THE PROBLEM:
Each line below that holds the word "struct" counts once. Say how many such lines there are, and no more.

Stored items
******************************
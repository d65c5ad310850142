//! Upstream catalog access.
//!
//! [`client::CatalogApiClient`] issues the GraphQL page and rebate queries;
//! [`adapter::ProductCatalog`] turns one fetched page into brand, model and
//! product writes for a single catalog; [`registry::CatalogRegistry`] maps a
//! [`Catalog`](crate::models::Catalog) to its adapter.

pub mod adapter;
pub mod client;
pub mod registry;

pub use adapter::{CatalogAdapter, PageError, PageOutcome, ProductCatalog, TiresAdapter, WheelsAdapter};
pub use client::CatalogApiClient;
pub use registry::{CatalogRegistry, RegistryError};

use thiserror::Error;

/// Errors from a single request to the catalog API.
#[derive(Debug, Clone, Error)]
pub enum FetchError {
    #[error("HTTP error {status}: {}", body.as_deref().unwrap_or("No body"))]
    Http { status: u16, body: Option<String> },
    #[error("Network error: {details}")]
    Network { details: String },
    #[error("Malformed response: {details}")]
    MalformedResponse { details: String },
    #[error("API reported errors: {}", messages.join("; "))]
    Api { messages: Vec<String> },
    #[error("Response is missing the `{field}` field")]
    MissingField { field: String },
    #[error("Configuration error: {details}")]
    Configuration { details: String },
}

impl From<reqwest::Error> for FetchError {
    fn from(err: reqwest::Error) -> Self {
        if err.is_decode() {
            FetchError::MalformedResponse {
                details: err.to_string(),
            }
        } else {
            FetchError::Network {
                details: err.to_string(),
            }
        }
    }
}

/// Offset/limit window plus the optional change filters.
#[derive(Debug, Clone, PartialEq, Eq)]
pub struct PageRequest {
    pub offset: u64,
    pub limit: u64,
    pub updated_after: Option<String>,
    pub deleted: bool,
}

impl PageRequest {
    pub fn new(offset: u64, limit: u64) -> Self {
        Self {
            offset,
            limit,
            updated_after: None,
            deleted: false,
        }
    }

    /// Items changed after `watermark`.
    pub fn updated_after(offset: u64, limit: u64, watermark: impl Into<String>) -> Self {
        Self {
            updated_after: Some(watermark.into()),
            ..Self::new(offset, limit)
        }
    }

    /// Items removed after `watermark`.
    pub fn deleted_after(offset: u64, limit: u64, watermark: impl Into<String>) -> Self {
        Self {
            deleted: true,
            ..Self::updated_after(offset, limit, watermark)
        }
    }
}

/// One page of items and its pagination metadata.
#[derive(Debug, Clone, PartialEq)]
pub struct Page<T> {
    pub items: Vec<T>,
    pub has_next_page: bool,
    pub total_count: u64,
    /// Set when the page is empty because every attempt failed.
    pub degraded: bool,
}

impl<T> Page<T> {
    /// Empty, final page returned after retries are exhausted.
    pub fn exhausted() -> Self {
        Self {
            items: Vec::new(),
            has_next_page: false,
            total_count: 0,
            degraded: true,
        }
    }
}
******************************
TASK OUTPUT:
2